Data gathered by CRD from 2001 to present show, on average, it took 42.4 shrimp with heads on to make one full pound—a measure known as “head count.” In December 2021, it took an average of 53.2 shrimp with heads on to make one full pound, meaning the shrimp were smaller than the 20-year average. State law calls for the fishery to close by default Dec. 31 if the head count exceeds 50. The Commissioner of Natural Resources has the authority to extend shrimping season as far as February if headcounts remain low.
Shrimp abundance varies year to year and can be affected by factors including rainfall, temperature, and population movement. A lower abundance in 2021 does not necessarily suggest a long-term issue with the fishery.

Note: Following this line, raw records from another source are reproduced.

use serde::{Deserialize, Serialize};

use crate::error::Result;

/// Options recognized by the interpreter core.
#[derive(Debug, Clone, Copy, Serialize, Deserialize, Default, PartialEq, Eq)]
#[serde(rename_all = "camelCase", default)]
pub struct InterpreterConfig {
    /// Evaluate `|>`-marked bindings. When off, marked strings render
    /// verbatim and are never parsed.
    #[serde(alias = "enableJsExecution")]
    pub enable_expression_execution: bool,
}

impl InterpreterConfig {
    pub fn new() -> Self {
        Self::default()
    }

    pub fn with_expression_execution(mut self, enabled: bool) -> Self {
        self.enable_expression_execution = enabled;
        self
    }

    pub fn from_json(json: &str) -> Result<Self> {
        Ok(serde_json::from_str(json)?)
    }
}
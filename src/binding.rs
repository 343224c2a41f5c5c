//! Binding normalization.
//!
//! Schema values are classified once, at load time, into [`Bindable`]:
//! a literal, a binding path into the scope store, or a sandbox expression.
//! Resolution never re-inspects string prefixes.

use std::cell::OnceCell;
use std::fmt;
use std::rc::Rc;
use std::str::FromStr;

use lazy_static::lazy_static;
use regex::Regex;

use crate::error::{Error, Result};
use crate::sandbox::{self, CompiledExpression};
use crate::value::Value;

/// Prefix marking a schema key as bound (`":text"`, `"attrs": {":id": ..}`).
pub const BINDING_MARKER: char = ':';

/// Prefix marking a bound string as an expression rather than a path.
pub const EXPRESSION_MARKER: &str = "|>";

/// Separates a namespace from its key path.
pub const PATH_SEPARATOR: char = '.';

/// Separates a namespace from a scoped-slot name.
pub const SLOT_SEPARATOR: char = '#';

lazy_static! {
    static ref PATH_RE: Regex =
        Regex::new(r"^([A-Za-z_$][\w$-]*)(?:#([A-Za-z_$][\w$-]*))?((?:\.[^.]+)*)$").unwrap();
}

/// `namespace.key.path` or `namespace#slot.key.path`.
#[derive(Debug, Clone, PartialEq, Eq)]
pub struct BindingPath {
    raw: String,
    namespace: String,
    slot: Option<String>,
    keys: Vec<String>,
}

impl BindingPath {
    pub fn parse(raw: &str) -> Result<Self> {
        let invalid = || Error::InvalidBindingPath {
            path: raw.to_string(),
        };
        let caps = PATH_RE.captures(raw.trim()).ok_or_else(invalid)?;
        let namespace = caps.get(1).ok_or_else(invalid)?.as_str().to_string();
        let slot = caps.get(2).map(|m| m.as_str().to_string());
        let keys = caps
            .get(3)
            .map(|m| m.as_str())
            .unwrap_or("")
            .split(PATH_SEPARATOR)
            .filter(|segment| !segment.is_empty())
            .map(str::to_string)
            .collect();

        Ok(Self {
            raw: raw.trim().to_string(),
            namespace,
            slot,
            keys,
        })
    }

    pub fn namespace(&self) -> &str {
        &self.namespace
    }

    /// Slot name when this path addresses a scoped-slot bucket.
    pub fn slot(&self) -> Option<&str> {
        self.slot.as_deref()
    }

    pub fn keys(&self) -> &[String] {
        &self.keys
    }

    pub fn as_str(&self) -> &str {
        &self.raw
    }
}

impl FromStr for BindingPath {
    type Err = Error;

    fn from_str(s: &str) -> Result<Self> {
        Self::parse(s)
    }
}

impl fmt::Display for BindingPath {
    fn fmt(&self, f: &mut fmt::Formatter<'_>) -> fmt::Result {
        f.write_str(&self.raw)
    }
}

/// A `|>`-marked binding. Keeps the verbatim text for literal passthrough
/// and compiles the body at most once, on first evaluation.
#[derive(Clone)]
pub struct Expression {
    raw: String,
    source: String,
    compiled: Rc<OnceCell<Result<Rc<CompiledExpression>>>>,
}

impl Expression {
    pub fn new(raw: &str) -> Self {
        let source = raw
            .trim_start()
            .strip_prefix(EXPRESSION_MARKER)
            .unwrap_or(raw)
            .trim()
            .to_string();
        Self {
            raw: raw.to_string(),
            source,
            compiled: Rc::new(OnceCell::new()),
        }
    }

    /// The marked string exactly as written in the schema.
    pub fn raw(&self) -> &str {
        &self.raw
    }

    /// The expression text without the marker.
    pub fn source(&self) -> &str {
        &self.source
    }

    pub fn compiled(&self) -> Result<Rc<CompiledExpression>> {
        self.compiled
            .get_or_init(|| sandbox::compile(&self.source).map(Rc::new))
            .clone()
    }
}

impl fmt::Debug for Expression {
    fn fmt(&self, f: &mut fmt::Formatter<'_>) -> fmt::Result {
        f.debug_tuple("Expression").field(&self.raw).finish()
    }
}

impl PartialEq for Expression {
    fn eq(&self, other: &Self) -> bool {
        self.raw == other.raw
    }
}

#[derive(Debug, Clone, PartialEq)]
pub enum Bindable {
    Literal(Value),
    Path(BindingPath),
    Expression(Expression),
}

impl Bindable {
    /// Classify the value of a `:`-marked schema key.
    pub fn bound(value: &serde_json::Value) -> Result<Self> {
        match value {
            serde_json::Value::String(s) if s.trim_start().starts_with(EXPRESSION_MARKER) => {
                Ok(Bindable::Expression(Expression::new(s)))
            }
            serde_json::Value::String(s) => Ok(Bindable::Path(BindingPath::parse(s)?)),
            other => Ok(Bindable::Literal(Value::from(other))),
        }
    }

    pub fn literal(value: impl Into<Value>) -> Self {
        Bindable::Literal(value.into())
    }
}

/// Splits a possibly-marked key into `(name, bound)`.
pub fn split_marker(key: &str) -> (&str, bool) {
    match key.strip_prefix(BINDING_MARKER) {
        Some(name) => (name, true),
        None => (key, false),
    }
}

#[cfg(test)]
mod tests {
    use super::*;
    use pretty_assertions::assert_eq;
    use serde_json::json;

    #[test]
    fn test_namespace_path() {
        let path = BindingPath::parse("parent.user.name").unwrap();
        assert_eq!(path.namespace(), "parent");
        assert_eq!(path.slot(), None);
        assert_eq!(path.keys(), &["user".to_string(), "name".to_string()]);
    }

    #[test]
    fn test_slot_path() {
        let path = BindingPath::parse("root#default.scopedData").unwrap();
        assert_eq!(path.namespace(), "root");
        assert_eq!(path.slot(), Some("default"));
        assert_eq!(path.keys(), &["scopedData".to_string()]);
    }

    #[test]
    fn test_loop_key_is_addressable() {
        let path = BindingPath::parse("child.$for.index").unwrap();
        assert_eq!(path.keys(), &["$for".to_string(), "index".to_string()]);
    }

    #[test]
    fn test_bare_namespace_has_no_keys() {
        let path = BindingPath::parse("child").unwrap();
        assert!(path.keys().is_empty());
    }

    #[test]
    fn test_malformed_paths_are_rejected() {
        for raw in ["", ".key", "ns..key", "ns.", "1ns.key", "ns#.key"] {
            assert!(
                matches!(BindingPath::parse(raw), Err(Error::InvalidBindingPath { .. })),
                "expected '{}' to be rejected",
                raw
            );
        }
    }

    #[test]
    fn test_bound_value_classification() {
        assert!(matches!(
            Bindable::bound(&json!("|> \"Test\"")).unwrap(),
            Bindable::Expression(_)
        ));
        assert!(matches!(
            Bindable::bound(&json!("root.loopable")).unwrap(),
            Bindable::Path(_)
        ));
        assert_eq!(
            Bindable::bound(&json!(false)).unwrap(),
            Bindable::Literal(Value::Bool(false))
        );
    }

    #[test]
    fn test_expression_keeps_raw_text() {
        let expr = Expression::new("|> \"Test\"");
        assert_eq!(expr.raw(), "|> \"Test\"");
        assert_eq!(expr.source(), "\"Test\"");
    }

    #[test]
    fn test_split_marker() {
        assert_eq!(split_marker(":text"), ("text", true));
        assert_eq!(split_marker("text"), ("text", false));
    }
}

CRD’s shrimp fishery data are gathered by the Ecological Monitoring Trawl Survey at 36 sites across the coast each month. The Research Vessel Reid W. Harris trawls a 40-foot net for 15 minutes at two sites in creeks, two sites in sounds, and two sites off beaches in Wassaw, Ossabaw, Sapelo, St. Simons, St. Andrew and Cumberland sounds.
Georgia had 228 licensed shrimpers in 2021 who collectively landed 2.3 million pounds of shrimp between January and November, a 7.4 percent increase over the five-year average. The season’s dockside value increased 14.3 percent over the five-year average to $11.9 million in 2021.
The 2021 food shrimp season opened June 8.